Problem requirements:
Repeat every line of the data verbatim.

Dataset entries
════
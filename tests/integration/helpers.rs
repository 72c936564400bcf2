//! Shared fixtures: a loopback server speaking the framed protocol and
//! wiring helpers for the agent actors

use std::future::Future;
use std::sync::atomic::{AtomicBool, AtomicUsize, Ordering};
use std::sync::{Arc, Mutex};
use std::time::Duration;

use hostwatch::access::{AccessGate, RuleSource};
use hostwatch::actors::scheduler::{SchedulerConfig, SchedulerHandle};
use hostwatch::address::Address;
use hostwatch::plugin::Registry;
use hostwatch::protocol::{AcceptOptions, Connection};
use serde_json::{Value, json};
use tokio::net::TcpListener;

pub const TIMEOUT: Duration = Duration::from_secs(2);

/// What the fake server has seen and how it answers
#[derive(Default)]
pub struct ServerState {
    pub checks: Mutex<Value>,
    pub rejecting: AtomicBool,
    pub requests: Mutex<Vec<Value>>,
    pub delivered: Mutex<Vec<Value>>,
    pub connections: AtomicUsize,
}

impl ServerState {
    pub fn delivered_items(&self) -> Vec<u64> {
        self.delivered
            .lock()
            .unwrap()
            .iter()
            .filter_map(|value| value["itemid"].as_u64())
            .collect()
    }

    pub fn active_check_requests(&self) -> usize {
        self.requests
            .lock()
            .unwrap()
            .iter()
            .filter(|request| request["request"] == "active checks")
            .count()
    }
}

/// Loopback server answering "active checks" and "agent data"
pub struct FakeServer {
    pub address: Address,
    pub state: Arc<ServerState>,
}

impl FakeServer {
    pub async fn start(checks: Value) -> Self {
        let listener = TcpListener::bind("127.0.0.1:0").await.unwrap();
        let address = Address::new("127.0.0.1", listener.local_addr().unwrap().port());
        let state = Arc::new(ServerState {
            checks: Mutex::new(checks),
            ..ServerState::default()
        });

        let shared = state.clone();
        tokio::spawn(async move {
            while let Ok((stream, _)) = listener.accept().await {
                shared.connections.fetch_add(1, Ordering::SeqCst);
                let state = shared.clone();
                tokio::spawn(async move {
                    let Ok(mut conn) = Connection::accept(stream, &AcceptOptions::plain(TIMEOUT)).await
                    else {
                        return;
                    };
                    let Ok(request) = conn.recv_request().await else {
                        return;
                    };
                    let request: Value = serde_json::from_slice(&request.payload).unwrap_or(Value::Null);
                    state.requests.lock().unwrap().push(request.clone());

                    let reply = match request["request"].as_str() {
                        Some("active checks") => state.checks.lock().unwrap().clone(),
                        Some("agent data") if state.rejecting.load(Ordering::SeqCst) => {
                            json!({"response": "failed", "info": "try again later"})
                        }
                        Some("agent data") => {
                            let data = request["data"].as_array().cloned().unwrap_or_default();
                            let count = data.len();
                            state.delivered.lock().unwrap().extend(data);
                            json!({"response": "success", "info": format!("processed: {count}")})
                        }
                        _ => json!({"response": "failed", "info": "unknown request"}),
                    };
                    let _ = conn.send(&serde_json::to_vec(&reply).unwrap()).await;
                    conn.close().await;
                });
            }
        });

        Self { address, state }
    }

    pub fn set_checks(&self, checks: Value) {
        *self.state.checks.lock().unwrap() = checks;
    }
}

/// An address nothing listens on
pub async fn closed_address() -> Address {
    let listener = TcpListener::bind("127.0.0.1:0").await.unwrap();
    let address = Address::new("127.0.0.1", listener.local_addr().unwrap().port());
    drop(listener);
    address
}

pub fn check_list(items: &[(u64, &str, &str)]) -> Value {
    let data: Vec<Value> = items
        .iter()
        .map(|(itemid, key, delay)| {
            json!({"key": key, "itemid": itemid, "delay": delay, "lastlogsize": 0, "mtime": 0})
        })
        .collect();
    json!({"response": "success", "data": data})
}

pub fn gate(allow: &[&str], deny: &[&str]) -> Arc<AccessGate> {
    let mut line = 0;
    let mut sources = |patterns: &[&str]| {
        patterns
            .iter()
            .map(|pattern| {
                line += 1;
                RuleSource::new(line, *pattern)
            })
            .collect::<Vec<_>>()
    };
    let allow = sources(allow);
    let deny = sources(deny);

    let gate = AccessGate::new();
    gate.load_rules(&allow, &deny).unwrap();
    Arc::new(gate)
}

pub fn scheduler(gate: Arc<AccessGate>) -> SchedulerHandle {
    SchedulerHandle::spawn(
        Arc::new(Registry::with_builtins("test-host")),
        gate,
        SchedulerConfig {
            timeout: TIMEOUT,
            tick: Duration::from_millis(100),
        },
    )
}

/// Poll `condition` until it holds or `limit` passes
pub async fn eventually<F, Fut>(limit: Duration, mut condition: F) -> bool
where
    F: FnMut() -> Fut,
    Fut: Future<Output = bool>,
{
    let deadline = tokio::time::Instant::now() + limit;
    while tokio::time::Instant::now() < deadline {
        if condition().await {
            return true;
        }
        tokio::time::sleep(Duration::from_millis(50)).await;
    }
    condition().await
}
════
Exercise solution:
filename tests/integration/helpers.rs
repository 72c936564400bcf2
//! Shared fixtures: a loopback server speaking the framed protocol and
//! wiring helpers for the agent actors

use std::future::Future;
use std::sync::atomic::{AtomicBool, AtomicUsize, Ordering};
use std::sync::{Arc, Mutex};
use std::time::Duration;

use hostwatch::access::{AccessGate, RuleSource};
use hostwatch::actors::scheduler::{SchedulerConfig, SchedulerHandle};
use hostwatch::address::Address;
use hostwatch::plugin::Registry;
use hostwatch::protocol::{AcceptOptions, Connection};
use serde_json::{Value, json};
use tokio::net::TcpListener;

pub const TIMEOUT: Duration = Duration::from_secs(2);

/// What the fake server has seen and how it answers
#[derive(Default)]
pub struct ServerState {
    pub checks: Mutex<Value>,
    pub rejecting: AtomicBool,
    pub requests: Mutex<Vec<Value>>,
    pub delivered: Mutex<Vec<Value>>,
    pub connections: AtomicUsize,
}

impl ServerState {
    pub fn delivered_items(&self) -> Vec<u64> {
        self.delivered
            .lock()
            .unwrap()
            .iter()
            .filter_map(|value| value["itemid"].as_u64())
            .collect()
    }

    pub fn active_check_requests(&self) -> usize {
        self.requests
            .lock()
            .unwrap()
            .iter()
            .filter(|request| request["request"] == "active checks")
            .count()
    }
}

/// Loopback server answering "active checks" and "agent data"
pub struct FakeServer {
    pub address: Address,
    pub state: Arc<ServerState>,
}

impl FakeServer {
    pub async fn start(checks: Value) -> Self {
        let listener = TcpListener::bind("127.0.0.1:0").await.unwrap();
        let address = Address::new("127.0.0.1", listener.local_addr().unwrap().port());
        let state = Arc::new(ServerState {
            checks: Mutex::new(checks),
            ..ServerState::default()
        });

        let shared = state.clone();
        tokio::spawn(async move {
            while let Ok((stream, _)) = listener.accept().await {
                shared.connections.fetch_add(1, Ordering::SeqCst);
                let state = shared.clone();
                tokio::spawn(async move {
                    let Ok(mut conn) = Connection::accept(stream, &AcceptOptions::plain(TIMEOUT)).await
                    else {
                        return;
                    };
                    let Ok(request) = conn.recv_request().await else {
                        return;
                    };
                    let request: Value = serde_json::from_slice(&request.payload).unwrap_or(Value::Null);
                    state.requests.lock().unwrap().push(request.clone());

                    let reply = match request["request"].as_str() {
                        Some("active checks") => state.checks.lock().unwrap().clone(),
                        Some("agent data") if state.rejecting.load(Ordering::SeqCst) => {
                            json!({"response": "failed", "info": "try again later"})
                        }
                        Some("agent data") => {
                            let data = request["data"].as_array().cloned().unwrap_or_default();
                            let count = data.len();
                            state.delivered.lock().unwrap().extend(data);
                            json!({"response": "success", "info": format!("processed: {count}")})
                        }
                        _ => json!({"response": "failed", "info": "unknown request"}),
                    };
                    let _ = conn.send(&serde_json::to_vec(&reply).unwrap()).await;
                    conn.close().await;
                });
            }
        });

        Self { address, state }
    }

    pub fn set_checks(&self, checks: Value) {
        *self.state.checks.lock().unwrap() = checks;
    }
}

/// An address nothing listens on
pub async fn closed_address() -> Address {
    let listener = TcpListener::bind("127.0.0.1:0").await.unwrap();
    let address = Address::new("127.0.0.1", listener.local_addr().unwrap().port());
    drop(listener);
    address
}

pub fn check_list(items: &[(u64, &str, &str)]) -> Value {
    let data: Vec<Value> = items
        .iter()
        .map(|(itemid, key, delay)| {
            json!({"key": key, "itemid": itemid, "delay": delay, "lastlogsize": 0, "mtime": 0})
        })
        .collect();
    json!({"response": "success", "data": data})
}

pub fn gate(allow: &[&str], deny: &[&str]) -> Arc<AccessGate> {
    let mut line = 0;
    let mut sources = |patterns: &[&str]| {
        patterns
            .iter()
            .map(|pattern| {
                line += 1;
                RuleSource::new(line, *pattern)
            })
            .collect::<Vec<_>>()
    };
    let allow = sources(allow);
    let deny = sources(deny);

    let gate = AccessGate::new();
    gate.load_rules(&allow, &deny).unwrap();
    Arc::new(gate)
}

pub fn scheduler(gate: Arc<AccessGate>) -> SchedulerHandle {
    SchedulerHandle::spawn(
        Arc::new(Registry::with_builtins("test-host")),
        gate,
        SchedulerConfig {
            timeout: TIMEOUT,
            tick: Duration::from_millis(100),
        },
    )
}

/// Poll `condition` until it holds or `limit` passes
pub async fn eventually<F, Fut>(limit: Duration, mut condition: F) -> bool
where
    F: FnMut() -> Fut,
    Fut: Future<Output = bool>,
{
    let deadline = tokio::time::Instant::now() + limit;
    while tokio::time::Instant::now() < deadline {
        if condition().await {
            return true;
        }
        tokio::time::sleep(Duration::from_millis(50)).await;
    }
    condition().await
}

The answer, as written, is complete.